- [Work order]:
Find every line below with "rand" in it and give only how many there are.

- [Data for review]:
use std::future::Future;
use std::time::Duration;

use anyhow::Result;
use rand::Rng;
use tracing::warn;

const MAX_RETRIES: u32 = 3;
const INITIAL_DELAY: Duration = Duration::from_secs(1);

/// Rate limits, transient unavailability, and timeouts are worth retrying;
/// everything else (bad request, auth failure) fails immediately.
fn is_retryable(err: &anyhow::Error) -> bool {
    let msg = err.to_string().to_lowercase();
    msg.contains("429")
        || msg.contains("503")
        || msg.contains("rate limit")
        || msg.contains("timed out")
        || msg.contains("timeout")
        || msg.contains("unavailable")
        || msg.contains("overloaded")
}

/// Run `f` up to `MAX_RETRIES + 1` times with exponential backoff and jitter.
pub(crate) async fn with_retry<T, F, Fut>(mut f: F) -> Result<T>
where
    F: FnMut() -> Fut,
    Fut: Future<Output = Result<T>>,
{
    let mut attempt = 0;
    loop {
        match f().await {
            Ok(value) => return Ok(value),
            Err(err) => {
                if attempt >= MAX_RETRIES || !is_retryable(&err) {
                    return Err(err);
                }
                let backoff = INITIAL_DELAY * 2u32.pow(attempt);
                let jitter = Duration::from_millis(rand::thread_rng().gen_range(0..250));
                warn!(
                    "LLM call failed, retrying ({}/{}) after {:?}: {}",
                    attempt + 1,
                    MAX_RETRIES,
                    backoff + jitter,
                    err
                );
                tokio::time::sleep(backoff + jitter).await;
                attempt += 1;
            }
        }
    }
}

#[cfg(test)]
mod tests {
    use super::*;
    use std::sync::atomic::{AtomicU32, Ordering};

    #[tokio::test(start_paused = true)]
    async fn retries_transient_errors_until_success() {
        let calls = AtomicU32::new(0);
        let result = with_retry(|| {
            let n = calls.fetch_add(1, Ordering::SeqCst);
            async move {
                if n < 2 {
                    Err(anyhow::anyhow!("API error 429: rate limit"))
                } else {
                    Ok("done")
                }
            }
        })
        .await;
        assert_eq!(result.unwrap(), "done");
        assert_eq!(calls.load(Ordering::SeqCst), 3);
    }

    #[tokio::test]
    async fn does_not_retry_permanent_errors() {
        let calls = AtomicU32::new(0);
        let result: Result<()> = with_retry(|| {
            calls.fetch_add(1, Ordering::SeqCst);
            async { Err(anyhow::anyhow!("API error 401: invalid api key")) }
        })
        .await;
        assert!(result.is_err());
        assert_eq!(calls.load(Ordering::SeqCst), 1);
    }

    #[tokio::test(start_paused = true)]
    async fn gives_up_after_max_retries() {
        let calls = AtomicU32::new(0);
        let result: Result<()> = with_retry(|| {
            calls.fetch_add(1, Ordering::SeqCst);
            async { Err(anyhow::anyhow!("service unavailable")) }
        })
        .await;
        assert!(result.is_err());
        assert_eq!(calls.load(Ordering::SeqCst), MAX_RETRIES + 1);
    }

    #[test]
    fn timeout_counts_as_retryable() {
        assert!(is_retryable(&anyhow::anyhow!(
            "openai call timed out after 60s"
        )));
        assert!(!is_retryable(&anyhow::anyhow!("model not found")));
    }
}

- [Response]:
2